The euro went up 0.4% to $1.0445, and the pound went up 0.1% to $1.21.
China’s strict COVID rules have hurt its economy a lot, and the government has taken a number of steps to get growth going again.
Iris Pang, ING’s chief economist for Greater China, said, “Companies in China are facing weaker retail sales because of more COVID cases and falling home prices because of unfinished home projects.”
The People’s Bank of China (PBOC), the country’s central bank, said on Friday that starting on December 5, it would lower the reserve requirement ratio (RRR) for banks by 25 basis points (bps).
The latest news from China didn’t seem to be able to stop the fall of the U.S. dollar, which has been weakening over the past few weeks on hopes that the Federal Reserve would soon slow its rate hikes. The minutes of the Fed’s November meeting, which were released last week, backed up this view.

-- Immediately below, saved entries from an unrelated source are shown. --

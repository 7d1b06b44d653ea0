use crate::api::WishShareClient;
use crate::components::Loading;
use crate::models::app_state::AppState;
use crate::routes::MainRoute;
use crate::session;
use wasm_bindgen_futures::spawn_local;
use yew::{Callback, Html, function_component, html, use_effect_with, use_state};
use yew_router::prelude::*;
use yewdux::prelude::use_store;

#[function_component(App)]
pub fn app() -> Html {
    let (_state, dispatch) = use_store::<AppState>();
    let restored = use_state(|| false);

    // Restore the session exactly once, before any authenticated route
    // renders.
    {
        let restored = restored.clone();
        let dispatch = dispatch.clone();
        use_effect_with((), move |_| {
            spawn_local(async move {
                let client = WishShareClient::shared();
                session::restore(&client, &dispatch).await;
                restored.set(true);
            });
            || ()
        });
    }

    let logout_callback = {
        let dispatch = dispatch;
        Callback::from(move |()| session::clear(&dispatch))
    };

    if !*restored {
        return html! { <Loading /> };
    }

    html! {
        <BrowserRouter>
            <Switch<MainRoute> render={move |route| crate::routes::switch_with_logout(route, logout_callback.clone())} />
        </BrowserRouter>
    }
}
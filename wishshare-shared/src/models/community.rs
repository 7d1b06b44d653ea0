use chrono::{DateTime, Utc};
use serde::{Deserialize, Serialize};

/// A community as returned by the owned/joined list endpoints.
#[derive(Debug, Clone, Serialize, Deserialize, PartialEq, Eq)]
pub struct Community {
    pub id: String,
    pub name: String,
    pub created_at: DateTime<Utc>,
}

/// Body of `POST /v1/community`. The server derives a unique slug from the
/// name.
#[derive(Debug, Clone, Serialize, Deserialize, PartialEq, Eq)]
pub struct CreateCommunityRequest {
    pub name: String,
}

#[cfg(test)]
mod tests {
    use super::*;

    #[test]
    fn decodes_community_with_rfc3339_timestamp() {
        let body = r#"{"id": "c9", "name": "Hiking club", "created_at": "2024-11-30T08:15:00Z"}"#;
        let community: Community = serde_json::from_str(body).unwrap();
        assert_eq!(community.id, "c9");
        assert_eq!(community.created_at.format("%Y-%m-%d").to_string(), "2024-11-30");
    }

    #[test]
    fn create_request_serializes_name_only() {
        let request = CreateCommunityRequest {
            name: "Hiking club".to_string(),
        };
        let json = serde_json::to_value(&request).unwrap();
        assert_eq!(json, serde_json::json!({"name": "Hiking club"}));
    }
}
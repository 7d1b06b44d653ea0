use yew::{Html, function_component, html};

#[function_component(Loading)]
pub fn loading() -> Html {
    html! {
        <div class="flex justify-center py-12">
            <span class="loading loading-spinner loading-lg text-primary"></span>
        </div>
    }
}
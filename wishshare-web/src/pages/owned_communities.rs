use crate::api::WishShareClient;
use crate::components::{CommunityCard, Loading, Modal, PageControls, Toast, ToastMessage};
use crate::models::app_state::AppState;
use crate::pagination::{FetchState, Generation, Pagination};
use crate::routes::MainRoute;
use crate::session;
use crate::validation::validate_community_name;
use shared::models::{Community, CreateCommunityRequest};
use wasm_bindgen_futures::spawn_local;
use web_sys::HtmlInputElement;
use yew::prelude::*;
use yew_router::hooks::use_navigator;
use yewdux::prelude::use_store;

/// Communities the signed-in user owns, one page at a time, with the
/// create-community flow.
#[function_component(OwnedCommunitiesPage)]
pub fn owned_communities_page() -> Html {
    let communities = use_state(Vec::<Community>::new);
    let fetch_state = use_state(FetchState::default);
    let pagination = use_state(Pagination::default);
    let toast = use_state(|| None::<ToastMessage>);
    let modal_open = use_state(|| false);
    let new_name = use_state(String::new);
    let creating = use_state(|| false);
    let generation = use_mut_ref(Generation::default);
    let navigator = use_navigator();
    let (_state, dispatch) = use_store::<AppState>();

    let fetch_page = {
        let communities = communities.clone();
        let fetch_state = fetch_state.clone();
        let pagination = pagination.clone();
        let toast = toast.clone();
        let generation = generation.clone();
        let dispatch = dispatch.clone();
        Callback::from(move |page: u32| {
            if !pagination.accepts(page) {
                return;
            }
            let ticket = generation.borrow_mut().begin();
            fetch_state.set(FetchState::Loading);

            let communities = communities.clone();
            let fetch_state = fetch_state.clone();
            let pagination = pagination.clone();
            let toast = toast.clone();
            let generation = generation.clone();
            let dispatch = dispatch.clone();
            spawn_local(async move {
                let client = WishShareClient::shared();
                let result = client.list_owned_communities(page).await;
                if !generation.borrow().is_current(ticket) {
                    // A newer fetch superseded this one while it was in flight.
                    return;
                }
                match result {
                    Ok((items, meta)) => {
                        communities.set(items);
                        if let Some(meta) = meta {
                            let mut next = (*pagination).clone();
                            next.apply(&meta);
                            pagination.set(next);
                        }
                        fetch_state.set(FetchState::Loaded);
                    }
                    Err(err) if err.is_unauthorized() => {
                        // Credential no longer works; the route guard
                        // redirects to the login page once the user clears.
                        session::clear(&dispatch);
                    }
                    Err(err) => {
                        log::error!("failed to load owned communities: {err}");
                        fetch_state.set(FetchState::Failed);
                        toast.set(Some(ToastMessage::error("Failed to load Communities")));
                    }
                }
            });
        })
    };

    {
        let fetch_page = fetch_page.clone();
        use_effect_with((), move |_| {
            fetch_page.emit(1);
            || ()
        });
    }

    let on_create = {
        let new_name = new_name.clone();
        let creating = creating.clone();
        let modal_open = modal_open.clone();
        let toast = toast.clone();
        let fetch_page = fetch_page.clone();
        Callback::from(move |event: SubmitEvent| {
            event.prevent_default();
            if validate_community_name(&new_name).is_err() {
                toast.set(Some(ToastMessage::error(
                    "Community name must be at least 2 characters",
                )));
                return;
            }

            creating.set(true);
            let request = CreateCommunityRequest {
                name: (*new_name).clone(),
            };
            let new_name = new_name.clone();
            let creating = creating.clone();
            let modal_open = modal_open.clone();
            let toast = toast.clone();
            let fetch_page = fetch_page.clone();
            spawn_local(async move {
                let client = WishShareClient::shared();
                match client.create_community(&request).await {
                    Ok(()) => {
                        toast.set(Some(ToastMessage::success(
                            "Community created successfully!",
                        )));
                        new_name.set(String::new());
                        modal_open.set(false);
                        // The new community lands on page 1; refetch from
                        // the source of truth instead of patching locally.
                        fetch_page.emit(1);
                    }
                    Err(err) => {
                        let message = err
                            .server_message()
                            .unwrap_or("Failed to create community")
                            .to_string();
                        toast.set(Some(ToastMessage::error(message)));
                    }
                }
                creating.set(false);
            });
        })
    };

    let on_open_community = {
        let navigator = navigator;
        Callback::from(move |id: String| {
            if let Some(ref nav) = navigator {
                nav.push(&MainRoute::Community { id });
            }
        })
    };

    let open_modal = {
        let modal_open = modal_open.clone();
        Callback::from(move |_: MouseEvent| modal_open.set(true))
    };
    let close_modal = {
        let modal_open = modal_open.clone();
        let new_name = new_name.clone();
        Callback::from(move |()| {
            modal_open.set(false);
            new_name.set(String::new());
        })
    };
    let on_name_input = {
        let new_name = new_name.clone();
        Callback::from(move |event: InputEvent| {
            if let Some(input) = event.target_dyn_into::<HtmlInputElement>() {
                new_name.set(input.value());
            }
        })
    };
    let close_toast = {
        let toast = toast.clone();
        Callback::from(move |()| toast.set(None))
    };

    let is_creating = *creating;

    html! {
        <div>
            <div class="flex items-center justify-between mb-8">
                <h1 class="text-2xl font-bold text-primary">{ "My Owned Communities" }</h1>
                <button class="btn btn-primary" type="button" onclick={open_modal.clone()}>
                    <i class="fa-solid fa-plus mr-2"></i>
                    { "Create Community" }
                </button>
            </div>

            {
                if fetch_state.is_loading() {
                    html! { <Loading /> }
                } else if communities.is_empty() {
                    html! {
                        <div class="bg-base-200 rounded-lg p-8 text-center">
                            <p class="text-base-content/70 mb-4">{ "You haven't created any communities yet." }</p>
                            <button class="btn btn-primary" type="button" onclick={open_modal}>
                                { "Create your first community" }
                            </button>
                        </div>
                    }
                } else {
                    html! {
                        <>
                            <div class="grid grid-cols-1 md:grid-cols-2 lg:grid-cols-3 gap-6">
                                { for communities.iter().map(|community| html! {
                                    <CommunityCard
                                        key={community.id.clone()}
                                        community={community.clone()}
                                        on_open={on_open_community.clone()}
                                    />
                                })}
                            </div>
                            <PageControls
                                pagination={(*pagination).clone()}
                                on_page_change={fetch_page.clone()}
                            />
                        </>
                    }
                }
            }

            <Modal open={*modal_open} title="Create New Community" on_close={close_modal.clone()}>
                <form class="space-y-4" onsubmit={on_create}>
                    <div class="form-control">
                        <label class="label" for="community-name">
                            <span class="label-text">{ "Community Name*" }</span>
                        </label>
                        <input
                            id="community-name"
                            class="input input-bordered w-full"
                            type="text"
                            placeholder="Enter community name (min 2 characters)"
                            value={(*new_name).clone()}
                            oninput={on_name_input}
                        />
                        <p class="mt-1 text-xs text-base-content/60">
                            { "A unique slug will be automatically generated from the name." }
                        </p>
                    </div>
                    <div class="flex justify-end space-x-3 pt-4">
                        <button
                            class="btn btn-ghost"
                            type="button"
                            onclick={Callback::from(move |_: MouseEvent| close_modal.emit(()))}
                        >
                            { "Cancel" }
                        </button>
                        <button class="btn btn-primary" type="submit" disabled={is_creating}>
                            { if is_creating { "Creating..." } else { "Create Community" } }
                        </button>
                    </div>
                </form>
            </Modal>

            <Toast toast={(*toast).clone()} on_close={close_toast} />
        </div>
    }
}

The U.S. dollar index opened up on Monday after ending Friday at 106.05, but it was down 0.6% at 105.65 at the end of the day.
Related: China’s COVID protests cause the stock market to fall.
Fed Chair Jerome Powell is going to talk at a Brookings Institution event on Wednesday about the future of the U.S. economy and the job market. This could give us more information about the future of U.S. monetary policy.